— Что там у тебя в свертке?
И тут я спохватился: «Что ж я с ним так веду себя! Ведь он самый-пресамый фашист, убийца! Как он сюда пробрался? Да еще на КП!»
— Руки вверх! — потребовал я по-немецки. Он рук не поднял, опять свое:
— Ви… ви…
Тут я заметил: одежонка на нем нашенская — телогрейка, брюки стеганые, заправленные, правда, в голенища немецких солдатских сапог.
«Переоделся, значит. — Припомнил я и седую Клаву с ее маленькой девочкой. — Да он же с нее стянул эту одежду!»
Вульф чем-то зашуршал, вижу, ученическую тетрадь в раскрытом виде сует мне:
— Ви… ви…
Я взял тетрадь, читаю написанное по-русски: «Фрау Клави нужен молоко для девички кушать. Я уж говорью две букви: «Ви, ви». О, это для менья целий событий… Никто меня тут не трогает, не обижает, считают, что я не могу говорить. Обида немножко оттого, что я уже ничего не представляю для людя. Один фрау Клави немножечко понимайт менья…»

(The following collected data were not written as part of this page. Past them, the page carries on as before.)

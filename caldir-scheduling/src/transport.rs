//! Delivery of scheduling messages.

use async_trait::async_trait;
use serde::{Deserialize, Serialize};

use crate::error::SchedulingResult;
use crate::itip::ITipMessage;

/// Request status codes (RFC 5545 REQUEST-STATUS / RFC 6638 SCHEDULE-STATUS)
pub mod status {
    /// Delivered, not yet processed
    pub const DELIVERED: &str = "1.2";
    /// Delivered and processed
    pub const SUCCESS: &str = "2.0";
    /// Unknown calendar user
    pub const INVALID_USER: &str = "3.7";
    /// Could not be delivered
    pub const DELIVERY_FAILED: &str = "5.1";
}

/// Delivery status for one recipient.
#[derive(Debug, Clone, PartialEq, Eq, Serialize, Deserialize)]
pub struct RecipientStatus {
    pub recipient: String,
    pub status: String,
}

impl RecipientStatus {
    pub fn new(recipient: &str, status: &str) -> Self {
        RecipientStatus {
            recipient: recipient.to_string(),
            status: status.to_string(),
        }
    }
}

/// Structured response to one scheduling send.
#[derive(Debug, Clone, Default, PartialEq, Eq, Serialize, Deserialize)]
pub struct SchedulingResponse {
    pub responses: Vec<RecipientStatus>,
}

impl SchedulingResponse {
    /// The same status for every recipient.
    pub fn uniform(recipients: &[String], status: &str) -> Self {
        SchedulingResponse {
            responses: recipients
                .iter()
                .map(|r| RecipientStatus::new(r, status))
                .collect(),
        }
    }
}

/// Sends a message from one calendar user to a set of recipients.
///
/// This allows mocking in tests without a real delivery path.
#[async_trait]
pub trait SchedulingTransport: Send + Sync {
    async fn send(
        &self,
        originator: &str,
        recipients: &[String],
        message: &ITipMessage,
    ) -> SchedulingResult<SchedulingResponse>;
}
// /forum-platform/services/upload-service/src/policy.rs
// ===== ENDPOINT POLICY TABLE =====

use crate::config::{megabytes, AppConfig};
use crate::validation::{SignatureRegistry, ValidationPolicy};

const IMAGE_TYPES: &[&str] = &["image/jpeg", "image/png", "image/gif", "image/webp"];

const DOCUMENT_TYPES: &[&str] = &[
    "application/pdf",
    "application/msword",
    "application/vnd.openxmlformats-officedocument.wordprocessingml.document",
    "application/vnd.ms-excel",
    "application/vnd.openxmlformats-officedocument.spreadsheetml.sheet",
    "text/plain",
];

const ARCHIVE_TYPES: &[&str] = &[
    "application/zip",
    "application/x-zip-compressed",
    "application/vnd.rar",
    "application/x-rar-compressed",
];

/// Upload surface yang tersedia di forum
#[derive(Debug, Clone, Copy, PartialEq, Eq, Hash)]
pub enum UploadEndpoint {
    ForumPost,
    Reply,
    Note,
}

impl UploadEndpoint {
    pub fn name(&self) -> &'static str {
        match self {
            UploadEndpoint::ForumPost => "forum_post",
            UploadEndpoint::Reply => "reply",
            UploadEndpoint::Note => "note",
        }
    }

    /// Sub-directory storage untuk endpoint ini
    pub fn category(&self) -> &'static str {
        match self {
            UploadEndpoint::ForumPost => "posts",
            UploadEndpoint::Reply => "replies",
            UploadEndpoint::Note => "notes",
        }
    }

    pub fn all() -> [UploadEndpoint; 3] {
        [UploadEndpoint::ForumPost, UploadEndpoint::Reply, UploadEndpoint::Note]
    }
}

/// Policy validasi untuk setiap endpoint, dibangun dari konfigurasi
#[derive(Debug, Clone)]
pub struct EndpointPolicies {
    forum_post: ValidationPolicy,
    reply: ValidationPolicy,
    note: ValidationPolicy,
}

impl EndpointPolicies {
    pub fn from_config(config: &AppConfig) -> Self {
        let forum_types = || IMAGE_TYPES.iter().chain(DOCUMENT_TYPES).chain(ARCHIVE_TYPES);
        let reply_types = IMAGE_TYPES.iter().chain(DOCUMENT_TYPES);

        Self {
            forum_post: ValidationPolicy::new(forum_types(), megabytes(config.forum_post_max_mb))
                .with_text_inspection(config.inspect_text_content),
            reply: ValidationPolicy::new(reply_types, megabytes(config.reply_max_mb))
                .with_text_inspection(config.inspect_text_content),
            note: ValidationPolicy::new(forum_types(), megabytes(config.note_max_mb))
                .with_text_inspection(config.inspect_text_content),
        }
    }

    pub fn for_endpoint(&self, endpoint: UploadEndpoint) -> &ValidationPolicy {
        match endpoint {
            UploadEndpoint::ForumPost => &self.forum_post,
            UploadEndpoint::Reply => &self.reply,
            UploadEndpoint::Note => &self.note,
        }
    }

    /// Ceiling terbesar, dipakai untuk request body limit
    pub fn largest_ceiling(&self) -> u64 {
        UploadEndpoint::all()
            .iter()
            .map(|endpoint| self.for_endpoint(*endpoint).max_size_bytes())
            .max()
            .unwrap_or(0)
    }

    /// Log policy saat startup dan warning untuk type yang tidak punya descriptor
    pub fn audit(&self, registry: &SignatureRegistry) -> usize {
        let mut missing = 0;

        for endpoint in UploadEndpoint::all() {
            let policy = self.for_endpoint(endpoint);
            for content_type in policy.allowed_content_types() {
                match registry.lookup(content_type) {
                    Some(descriptor) => tracing::debug!(
                        "Policy {}: {} -> [{}]",
                        endpoint.name(),
                        content_type,
                        descriptor.extensions().collect::<Vec<_>>().join(", ")
                    ),
                    None => {
                        missing += 1;
                        tracing::warn!(
                            "⚠️ Policy {} mengizinkan {} tapi tidak ada signature descriptor, semua upload type ini akan ditolak",
                            endpoint.name(),
                            content_type
                        );
                    }
                }
            }
        }

        missing
    }
}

— Ага!.. Задело за живое! Зачем убивал наших?! — сказал я по-немецки, но негромко: я уже думал, если сейчас набегут наши, опознают в нем участника кровавого преступления в Багеровском рву, разорвут и затопчут. — Ты лично убивал?!
Он выхватил из моих рук тетрадь, крупно написал в ней: «Убиваль немножко. Быль приказ, и я выполняль… чтобы свою долю иметь и не быть зависимым в жизни от тех, кто имейт большой капитал… А сейчас я никто, тень, пустота в чужой одежда…»
— Как же Клава тебя терпит?
Пакет-сверток зашевелился, застонал. Вульф взял его на руки, отвернул часть обвертки, и я увидел… восковое лицо ребенка.
Да это же та девочка, которую тоже расстреливали!.. Чтобы… чтобы иметь свою долю капитала…
У меня имелись две залежалые конфеты, зашитые в шинели. Я берег их, чтобы в день рождения моей мамы чаю попить в компании приглашенных. Я распорол полу и вложил конфеты в ручонку спящей малютки.
— Ви… ви… — отозвался Вульф, вроде бы поблагодарил.
— Да уматывай ты отсюда!
Из темноты показалась женщина. Это была Клава.
— Я не теряю надежды, миленький, — сказала она мне и, взяв под руку Ганса Вульфа, молча пошла с ним по направлению отсека, в котором помещались ополченцы, как мы называли гражданских.
Подошел лейтенант Зияков, спросил:
— Ты с кем тут разговаривал?
— Читал стихи…
— Не ври, Сухов. Около тебя крутились двое. Кто такие?
— Гражданские, товарищ лейтенант. Голод не тетка…
— А-а! У самих животы приросли к спинам, — сказал Зияков и направился в отсек Русакова.
Давно мне эти слова лезут в голову. Я начал искать продолжение этого стихотворения:
Я не заметил, как опять подошел к повозке лейтенант Зияков.
— Ты женат, Сухов? И детей имеешь?.. Ну ладно, собирайся, пойдем искать сержанта Дронова. Русаков велел…
* * *
Из катакомб мы вышли через тайный лаз. Часовой, а им оказался кавалерист Прокопий Кравцов, ободрил:
— Я тут пятый раз стою — тишина! Ни одного выстрела. Наверное, фашисты махнули на нас.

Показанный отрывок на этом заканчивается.